À presque 90 ans, Guy Gilbert arbore toujours santiags, blouson de cuir piqueté de pin’s et bagouses argentées multicolores. Imagine-t-on autrement ce prêtre hors des sentiers battus ayant voué sa vie à l’accompagnement des jeunes délinquants ? C’est auprès d’eux, dans les Alpes-de-Haute-Provence, qu’il a choisi de se retirer, présence tutélaire amicale et priante.

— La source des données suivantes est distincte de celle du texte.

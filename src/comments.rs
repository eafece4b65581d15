//! Per-post comment threads.

use serde_json::{Value, json};

use crate::{
    AppResult, Client,
    graphql::{GraphQlRequest, Operation, PageRequest, SortDirection},
    model::Comment,
    reconcile::{Order, Reconciler, Source},
};

/// The comments under one post, newest first.
#[derive(Debug, Clone, PartialEq, Eq)]
pub struct ThreadScope {
    pub post_id: String,
}

impl ThreadScope {
    pub fn new(post_id: impl Into<String>) -> Self {
        Self { post_id: post_id.into() }
    }
}

impl Source for ThreadScope {
    type Item = Comment;

    fn order(&self) -> Order {
        Order::NewestFirst
    }

    fn list(&self, page: &PageRequest) -> GraphQlRequest {
        GraphQlRequest::new(
            Operation::CommentsByPostId,
            json!({ "postID": self.post_id, "sortDirection": SortDirection::Desc }),
        )
        .paged(page)
    }

    fn subscription(&self) -> Option<GraphQlRequest> {
        Some(GraphQlRequest::new(
            Operation::OnCreateComment,
            json!({ "filter": { "postID": { "eq": self.post_id } } }),
        ))
    }

    fn admits(&self, comment: &Comment) -> bool {
        comment.post_id == self.post_id
    }
}

/// Comments on `post_id` as the signed-in user. The new comment reaches
/// open threads through their subscription.
pub async fn add(client: &Client, post_id: &str, text: &str) -> AppResult<Comment> {
    let text = text.trim();
    if text.is_empty() {
        client.notices.invalid("comment", "Write a comment first.");
        return Err("comment is empty".into());
    }

    let result: AppResult<Comment> = client
        .run(GraphQlRequest::new(
            Operation::CreateComment,
            json!({ "input": { "postID": post_id, "userID": client.user_id(), "content": text } }),
        ))
        .await;
    if let Err(err) = &result {
        client.notices.mutation_failed("post your comment", err);
    }
    result
}

/// Deletes a comment and drops it from `thread` once confirmed.
pub async fn delete(client: &Client, thread: &mut Reconciler<Comment>, comment_id: &str) -> AppResult<()> {
    let result: AppResult<Value> = client
        .run(GraphQlRequest::new(Operation::DeleteComment, json!({ "input": { "id": comment_id } })))
        .await;
    match result {
        Ok(_) => {
            thread.remove(comment_id);
            Ok(())
        }
        Err(err) => {
            client.notices.mutation_failed("delete this comment", &err);
            Err(err)
        }
    }
}

#[cfg(test)]
mod tests {
    use std::sync::Arc;

    use super::*;
    use crate::{
        auth::Identity,
        live::LiveView,
        memory::{MemoryBackend, MemoryObjectStore, Table},
        model::UserProfile,
        reconcile::PushOutcome,
    };

    fn setup() -> (Arc<MemoryBackend>, Client) {
        let backend = Arc::new(MemoryBackend::new());
        backend
            .insert(
                Table::UserProfile,
                &UserProfile { id: "me".into(), username: "me".into(), bio: None, avatar: None, cover_image: None },
            )
            .unwrap();
        let client = Client::new(backend.clone(), Arc::new(MemoryObjectStore::new()), Identity::new("me", "me"));
        (backend, client)
    }

    #[tokio::test]
    async fn thread_shows_only_its_post_newest_first() {
        let (_, client) = setup();
        add(&client, "p1", "first").await.unwrap();
        add(&client, "p2", "elsewhere").await.unwrap();
        add(&client, "p1", "second").await.unwrap();

        let mut thread = LiveView::new(client.clone(), ThreadScope::new("p1"));
        thread.mount().await.unwrap();
        let texts: Vec<&str> = thread.items().iter().map(|c| c.record.content.as_str()).collect();
        assert_eq!(texts, ["second", "first"]);

        add(&client, "p2", "not here").await.unwrap();
        add(&client, "p1", "*third*").await.unwrap();
        assert_eq!(thread.next_push().await, Some(PushOutcome::Inserted(0)));
        assert_eq!(thread.items().len(), 3);
        assert_eq!(thread.items()[0].body_html.as_deref(), Some("<p><em>third</em></p>\n"));
    }

    #[tokio::test]
    async fn blank_comment_is_refused() {
        let (backend, client) = setup();
        assert!(add(&client, "p1", "  ").await.is_err());
        assert_eq!(backend.count(Table::Comment), 0);
    }

    #[tokio::test]
    async fn delete_removes_from_thread() {
        let (backend, client) = setup();
        let comment = add(&client, "p1", "oops").await.unwrap();
        let mut thread = LiveView::new(client.clone(), ThreadScope::new("p1"));
        thread.mount().await.unwrap();

        backend.fail_next(Operation::DeleteComment, 1);
        assert!(delete(&client, thread.reconciler_mut(), &comment.id).await.is_err());
        assert_eq!(thread.items().len(), 1);

        delete(&client, thread.reconciler_mut(), &comment.id).await.unwrap();
        assert!(thread.items().is_empty());
    }
}
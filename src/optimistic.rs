//! Optimistic toggles (like/unlike, follow/unfollow).
//!
//! The flag and count flip the moment the user presses; the mutation runs
//! afterwards. Success keeps the flip and remembers the created record's id
//! for the reverse mutation, failure restores the exact pre-press state.
//! Presses while a mutation is in flight are ignored, and a press whose
//! future is dropped before the mutation settles is rolled back.

use std::sync::{Mutex, MutexGuard};

use crate::{AppResult, notice::Notices};

#[derive(Debug, Clone, PartialEq, Eq, Default)]
pub struct ToggleState {
    pub active: bool,
    pub count: u32,
    /// Id of the record the reverse mutation deletes.
    pub record_id: Option<String>,
}

#[async_trait::async_trait]
pub trait ToggleMutation: Send + Sync {
    /// Creates the record; returns its id.
    async fn activate(&self) -> AppResult<String>;
    async fn deactivate(&self, record_id: &str) -> AppResult<()>;
}

#[derive(Debug, Clone, Copy, PartialEq, Eq)]
pub enum ToggleOutcome {
    Committed,
    RolledBack,
    /// Another toggle was still in flight.
    Ignored,
}

/// A started toggle, holding what a rollback restores. Dropping it before
/// [`Pending::settle`] (a cancelled press) rolls the toggle back.
#[derive(Debug)]
pub struct Pending<'a> {
    toggle: &'a Toggle,
    before: ToggleState,
    activating: bool,
    settled: bool,
}

impl Pending<'_> {
    pub fn activating(&self) -> bool {
        self.activating
    }

    pub fn record_id(&self) -> Option<&str> {
        self.before.record_id.as_deref()
    }

    /// Finishes the toggle with the mutation's result (`Some(id)` after an
    /// activation). On error the pre-toggle state comes back whole.
    pub fn settle(mut self, result: AppResult<Option<String>>) -> AppResult<()> {
        self.settled = true;
        let mut inner = self.toggle.lock();
        inner.in_flight = false;
        match result {
            Ok(record_id) => {
                inner.state.record_id = if self.activating { record_id } else { None };
                Ok(())
            }
            Err(err) => {
                inner.state = std::mem::take(&mut self.before);
                Err(err)
            }
        }
    }
}

impl Drop for Pending<'_> {
    fn drop(&mut self) {
        if self.settled {
            return;
        }
        tracing::debug!(activating = self.activating, "toggle cancelled, restoring previous state");
        let mut inner = self.toggle.lock();
        inner.in_flight = false;
        inner.state = std::mem::take(&mut self.before);
    }
}

#[derive(Debug)]
struct Inner {
    state: ToggleState,
    in_flight: bool,
}

#[derive(Debug)]
pub struct Toggle {
    inner: Mutex<Inner>,
}

impl Toggle {
    pub fn new(state: ToggleState) -> Self {
        Self {
            inner: Mutex::new(Inner { state, in_flight: false }),
        }
    }

    fn lock(&self) -> MutexGuard<'_, Inner> {
        self.inner.lock().unwrap_or_else(|poisoned| poisoned.into_inner())
    }

    pub fn state(&self) -> ToggleState {
        self.lock().state.clone()
    }

    pub fn in_flight(&self) -> bool {
        self.lock().in_flight
    }

    /// Flips the flag and adjusts the count right away. `None` while another
    /// toggle is in flight.
    pub fn begin(&self) -> Option<Pending<'_>> {
        let mut inner = self.lock();
        if inner.in_flight {
            return None;
        }
        inner.in_flight = true;

        let before = inner.state.clone();
        let activating = !before.active;
        inner.state.active = activating;
        inner.state.count = if activating {
            before.count.saturating_add(1)
        } else {
            before.count.saturating_sub(1)
        };
        Some(Pending {
            toggle: self,
            before,
            activating,
            settled: false,
        })
    }
}

/// Runs one press end to end. Failures are rolled back and reported on
/// `notices` as "Couldn't {action}".
pub async fn toggle<M: ToggleMutation + ?Sized>(
    toggle: &Toggle,
    mutation: &M,
    notices: &Notices,
    action: &'static str,
) -> ToggleOutcome {
    let Some(pending) = toggle.begin() else {
        tracing::debug!(action, "toggle ignored, previous one still in flight");
        return ToggleOutcome::Ignored;
    };

    let result = if pending.activating() {
        mutation.activate().await.map(Some)
    } else {
        match pending.record_id() {
            Some(record_id) => mutation.deactivate(record_id).await.map(|()| None),
            None => Err("nothing to undo: record id unknown".into()),
        }
    };

    match pending.settle(result) {
        Ok(()) => ToggleOutcome::Committed,
        Err(err) => {
            notices.mutation_failed(action, &err);
            ToggleOutcome::RolledBack
        }
    }
}
//! User profiles: lookup, first sign-in, search and the profile page.

use rand::seq::IndexedRandom;
use serde_json::json;

use crate::{
    AppResult, Client,
    graphql::{GraphQlRequest, Operation},
    model::UserProfile,
};

mod page;

pub use page::ProfilePage;

/// `Ok(None)` when no profile exists for `id`.
pub async fn get(client: &Client, id: &str) -> AppResult<Option<UserProfile>> {
    client
        .run(GraphQlRequest::new(Operation::GetUserProfile, json!({ "id": id })))
        .await
}

/// "Adjective Noun", for identities that come without a username.
pub fn random_alias() -> String {
    let adjectives = [
        "Quick", "Lazy", "Mysterious", "Jolly", "Brave", "Silent", "Witty", "Fierce",
        "Clever", "Gentle", "Wild", "Calm", "Bold", "Shy", "Proud", "Happy",
        "Eager", "Fancy", "Rusty", "Golden", "Silver", "Bright", "Lucky",
    ];
    let nouns = [
        "Fox", "Bear", "Eagle", "Wolf", "Dragon", "Tiger", "Lion", "Owl", "Rabbit",
        "Falcon", "Hawk", "Shark", "Panda", "Kitten", "Puppy", "Phoenix", "Griffin",
        "Turtle", "Dolphin", "Whale", "Elephant", "Giraffe", "Zebra",
    ];

    let mut rng = rand::rng();
    match (adjectives.choose(&mut rng), nouns.choose(&mut rng)) {
        (Some(adjective), Some(noun)) => format!("{adjective} {noun}"),
        _ => "Nameless User".to_owned(),
    }
}

/// The signed-in user's profile, created on first sign-in.
pub async fn ensure_profile(client: &Client) -> AppResult<UserProfile> {
    if let Some(profile) = get(client, client.user_id()).await? {
        return Ok(profile);
    }

    let username = match client.identity.username.trim() {
        "" => random_alias(),
        name => name.to_owned(),
    };
    tracing::info!(user_id = client.user_id(), username = %username, "creating profile");
    client
        .run(GraphQlRequest::new(
            Operation::CreateUserProfile,
            json!({ "input": { "id": client.user_id(), "username": username } }),
        ))
        .await
}

/// Profiles whose username contains `query`. A blank query finds nobody.
pub async fn search(client: &Client, query: &str) -> AppResult<Vec<UserProfile>> {
    let query = query.trim();
    if query.is_empty() {
        return Ok(Vec::new());
    }
    client
        .run_all(GraphQlRequest::new(
            Operation::ListUserProfiles,
            json!({ "filter": { "username": { "contains": query } } }),
        ))
        .await
}

#[cfg(test)]
mod tests {
    use std::sync::Arc;

    use super::*;
    use crate::{
        auth::Identity,
        memory::{MemoryBackend, MemoryObjectStore, Table},
    };

    fn client(backend: &Arc<MemoryBackend>, identity: Identity) -> Client {
        Client::new(backend.clone(), Arc::new(MemoryObjectStore::new()), identity)
    }

    #[tokio::test]
    async fn ensure_creates_once() {
        let backend = Arc::new(MemoryBackend::new());
        let me = client(&backend, Identity::new("sub-1", "marta"));

        let created = ensure_profile(&me).await.unwrap();
        assert_eq!((created.id.as_str(), created.username.as_str()), ("sub-1", "marta"));
        let again = ensure_profile(&me).await.unwrap();
        assert_eq!(again, created);
        assert_eq!(backend.count(Table::UserProfile), 1);
    }

    #[tokio::test]
    async fn nameless_identity_gets_an_alias() {
        let backend = Arc::new(MemoryBackend::new());
        let profile = ensure_profile(&client(&backend, Identity::new("sub-2", " "))).await.unwrap();
        assert_eq!(profile.username.split(' ').count(), 2);
    }

    #[tokio::test]
    async fn search_matches_substrings() {
        let backend = Arc::new(MemoryBackend::new());
        for (id, name) in [("1", "kalina"), ("2", "alice"), ("3", "bob")] {
            ensure_profile(&client(&backend, Identity::new(id, name))).await.unwrap();
        }
        let me = client(&backend, Identity::new("1", "kalina"));

        let mut found: Vec<String> = search(&me, " ali ").await.unwrap().into_iter().map(|p| p.username).collect();
        found.sort();
        assert_eq!(found, ["alice", "kalina"]);
        assert!(search(&me, "   ").await.unwrap().is_empty());
        assert!(backend.calls(Operation::ListUserProfiles).len() == 1);
    }

    #[tokio::test]
    async fn missing_profile_is_none() {
        let backend = Arc::new(MemoryBackend::new());
        assert_eq!(get(&client(&backend, Identity::new("x", "x")), "nobody").await.unwrap(), None);
    }
}
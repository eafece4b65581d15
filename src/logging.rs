use tracing_subscriber::{EnvFilter, fmt};

use crate::{
    AppResult,
    config::{ClientConfig, LogFormat},
};

pub fn init_tracing(config: &ClientConfig) -> AppResult<()> {
    let filter =
        EnvFilter::try_new(config.log_level.clone()).unwrap_or_else(|_| EnvFilter::new("info"));

    let result = match config.log_format {
        LogFormat::Json => fmt()
            .with_env_filter(filter)
            .json()
            .with_target(false)
            .try_init(),
        LogFormat::Compact => fmt()
            .with_env_filter(filter)
            .with_target(false)
            .compact()
            .try_init(),
    };

    result.map_err(|e| format!("tracing already initialised: {e}").into())
}
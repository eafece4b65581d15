use serde_json::{Value, json};

use crate::{
    AppResult, Client,
    graphql::{GraphQlRequest, Operation},
    model::Like,
    optimistic::{self, Toggle, ToggleMutation, ToggleOutcome, ToggleState},
};

struct LikeMutation<'a> {
    client: &'a Client,
    post_id: &'a str,
}

#[async_trait::async_trait]
impl ToggleMutation for LikeMutation<'_> {
    async fn activate(&self) -> AppResult<String> {
        let like: Like = self
            .client
            .run(GraphQlRequest::new(
                Operation::CreateLike,
                json!({ "input": { "postID": self.post_id, "userID": self.client.user_id() } }),
            ))
            .await?;
        Ok(like.id)
    }

    async fn deactivate(&self, record_id: &str) -> AppResult<()> {
        let _: Value = self
            .client
            .run(GraphQlRequest::new(Operation::DeleteLike, json!({ "input": { "id": record_id } })))
            .await?;
        Ok(())
    }
}

/// Like state of one post for the signed-in user.
pub struct LikeButton {
    client: Client,
    post_id: String,
    toggle: Toggle,
}

impl LikeButton {
    /// Counts the post's likes and finds the user's own, if any.
    pub async fn load(client: &Client, post_id: &str) -> AppResult<LikeButton> {
        let likes: Vec<Like> = client
            .run_all(GraphQlRequest::new(Operation::LikesByPostId, json!({ "postID": post_id })))
            .await?;
        let mine = likes.iter().find(|like| like.user_id == client.user_id());

        let state = ToggleState {
            active: mine.is_some(),
            count: u32::try_from(likes.len()).unwrap_or(u32::MAX),
            record_id: mine.map(|like| like.id.clone()),
        };
        Ok(LikeButton {
            client: client.clone(),
            post_id: post_id.to_owned(),
            toggle: Toggle::new(state),
        })
    }

    pub fn state(&self) -> ToggleState {
        self.toggle.state()
    }

    pub async fn press(&self) -> ToggleOutcome {
        let mutation = LikeMutation {
            client: &self.client,
            post_id: &self.post_id,
        };
        let action = if self.toggle.state().active { "unlike this post" } else { "like this post" };
        optimistic::toggle(&self.toggle, &mutation, &self.client.notices, action).await
    }
}

#[cfg(test)]
mod tests {
    use std::sync::Arc;

    use super::*;
    use crate::{
        auth::Identity,
        memory::{MemoryBackend, MemoryObjectStore, Table},
    };

    fn as_user(backend: &Arc<MemoryBackend>, id: &str) -> Client {
        Client::new(backend.clone(), Arc::new(MemoryObjectStore::new()), Identity::new(id, id)).with_page_size(2)
    }

    async fn like(client: &Client, post_id: &str) {
        let button = LikeButton::load(client, post_id).await.unwrap();
        assert_eq!(button.press().await, ToggleOutcome::Committed);
    }

    #[tokio::test]
    async fn load_counts_every_page_and_finds_mine() {
        let backend = Arc::new(MemoryBackend::new());
        for fan in ["a", "b", "c", "me"] {
            like(&as_user(&backend, fan), "p1").await;
        }
        like(&as_user(&backend, "a"), "other-post").await;

        let me = as_user(&backend, "me");
        let button = LikeButton::load(&me, "p1").await.unwrap();
        let state = button.state();
        assert!(state.active);
        assert_eq!(state.count, 4);
        assert!(state.record_id.is_some());
    }

    #[tokio::test]
    async fn like_then_unlike_round_trip() {
        let backend = Arc::new(MemoryBackend::new());
        let me = as_user(&backend, "me");
        let button = LikeButton::load(&me, "p1").await.unwrap();

        assert_eq!(button.press().await, ToggleOutcome::Committed);
        let liked = button.state();
        assert_eq!((liked.active, liked.count), (true, 1));
        assert_eq!(backend.count(Table::Like), 1);

        assert_eq!(button.press().await, ToggleOutcome::Committed);
        let deleted = backend.calls(Operation::DeleteLike);
        assert_eq!(deleted[0]["input"]["id"], json!(liked.record_id));
        assert_eq!(button.state(), ToggleState::default());
        assert_eq!(backend.count(Table::Like), 0);
    }

    #[tokio::test]
    async fn failed_like_rolls_back() {
        let backend = Arc::new(MemoryBackend::new());
        like(&as_user(&backend, "a"), "p1").await;
        let me = as_user(&backend, "me");
        let button = LikeButton::load(&me, "p1").await.unwrap();
        let before = button.state();
        let mut notices = me.notices.subscribe();

        backend.fail_next(Operation::CreateLike, 1);
        assert_eq!(button.press().await, ToggleOutcome::RolledBack);
        assert_eq!(button.state(), before);
        assert_eq!(notices.try_recv().unwrap().message, "Couldn't like this post. Please try again.");
    }
}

Aleteia : Vous vous apprêtez, père Guy Gilbert, à franchir le cap d’une dizaine supplémentaire. Comment allez-vous ?
Guy Gilbert : Bien ! Depuis le confinement, j’ai posé mes valises dans un petit chalet en bois au cœur des gorges du Verdon à 150 mètres de la Bergerie de Faucon. Vous savez, cette maison que nous avons rebâtie il y a 50 ans avec des jeunes en difficulté, pour en faire un havre de paix et de reconstruction. C’est eux qui ont voulu s’éloigner des turpitudes et tentations de la ville : ici, le silence est roi, la nature est d’une beauté à couper le souffle, ça les change du béton. Ça leur permet de voir autre chose, de reprendre souffle. Depuis un demi-siècle, 350 jeunes ont fait halte ici.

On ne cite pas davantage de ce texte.